IGLC3 tumor cells drive chemoresistance in colorectal cancer by polarizing SPP1 macrophages via the CD44-Wnt-BTF3 axis.

Colorectal cancer (CRC) remains a leading cause of cancer-related mortality worldwide, with tumor heterogeneity and chemoresistance posing significant therapeutic challenges. In this study, we investigated the role of tumor-macrophage interactions in CRC progression. Using single-cell RNA sequencing (scRNA-seq) analysis from public database, patient-derived organoid models, and mouse models, we demonstrated that IGLC3 tumor cells secreted TGF-β to polarize M0 macrophages into an SPP1, M2-like phenotype. These SPP1 macrophages enhanced tumor cell proliferation, stemness, and migration via CD44-Wnt-BTF3 signaling pathway.
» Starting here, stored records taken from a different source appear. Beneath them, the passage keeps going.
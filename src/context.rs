//! Context window assembly
//!
//! Turns the shared transcript into the message list one agent sends to the
//! backend. The chat protocol only knows "assistant" and "user", so every
//! entry is relabeled from the viewpoint of the agent about to speak.

#[cfg(test)]
mod proptests;

use crate::config::AgentProfile;
use crate::llm::ChatMessage;
use crate::transcript::TranscriptEntry;

/// Build the bounded, role-annotated context for `agent`.
///
/// A non-empty system prompt takes one slot of `window_size`; the rest is
/// filled with the most recent entries. Never returns more than
/// `window_size` messages, so a zero window drops the system prompt too.
pub fn build_context(
    history: &[TranscriptEntry],
    agent: &AgentProfile,
    window_size: usize,
) -> Vec<ChatMessage> {
    let has_system = !agent.system_prompt.is_empty() && window_size > 0;
    let budget = window_size.saturating_sub(usize::from(has_system));

    let mut messages = Vec::with_capacity(budget + usize::from(has_system));
    if has_system {
        messages.push(ChatMessage::system(agent.system_prompt.clone()));
    }

    messages.extend(trim_history(history, budget).iter().map(|entry| {
        if entry.speaker == agent.name {
            ChatMessage::assistant(entry.text.clone())
        } else {
            ChatMessage::user(entry.text.clone())
        }
    }));

    messages
}

/// Last `limit` entries, oldest dropped first
pub fn trim_history(history: &[TranscriptEntry], limit: usize) -> &[TranscriptEntry] {
    &history[history.len().saturating_sub(limit)..]
}
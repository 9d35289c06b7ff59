//! In-memory conversation transcript

/// A single line of the conversation
#[derive(Debug, Clone, PartialEq, Eq)]
pub struct TranscriptEntry {
    pub speaker: String,
    pub text: String,
}

impl TranscriptEntry {
    pub fn new(speaker: impl Into<String>, text: impl Into<String>) -> Self {
        Self {
            speaker: speaker.into(),
            text: text.into(),
        }
    }
}

/// Append-only, ordered sequence of entries.
///
/// Entries are never mutated, removed or reordered once appended.
#[derive(Debug, Clone, Default, PartialEq, Eq)]
pub struct Transcript {
    entries: Vec<TranscriptEntry>,
}

impl Transcript {
    pub fn new() -> Self {
        Self::default()
    }

    pub fn append(&mut self, entry: TranscriptEntry) {
        self.entries.push(entry);
    }

    /// Full history in conversation order
    pub fn all(&self) -> &[TranscriptEntry] {
        &self.entries
    }

    #[allow(dead_code)] // Used in tests
    pub fn last(&self) -> Option<&TranscriptEntry> {
        self.entries.last()
    }

    pub fn len(&self) -> usize {
        self.entries.len()
    }

    #[allow(dead_code)] // API completeness
    pub fn is_empty(&self) -> bool {
        self.entries.is_empty()
    }
}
Inhibition of CD44 or Wnt signaling with HH1 or a Wnt inhibitor effectively reversed macrophage-mediated chemoresistance and suppressed tumor growth and metastasis. Notably, HH1 exhibited superior safety compared to the Wnt agonist, making it a promising candidate for combination therapy. These findings provide novel insights into tumor heterogeneity and macrophage-mediated chemoresistance, highlighting actionable targets within the tumor microenvironment to improve CRC treatment outcomes.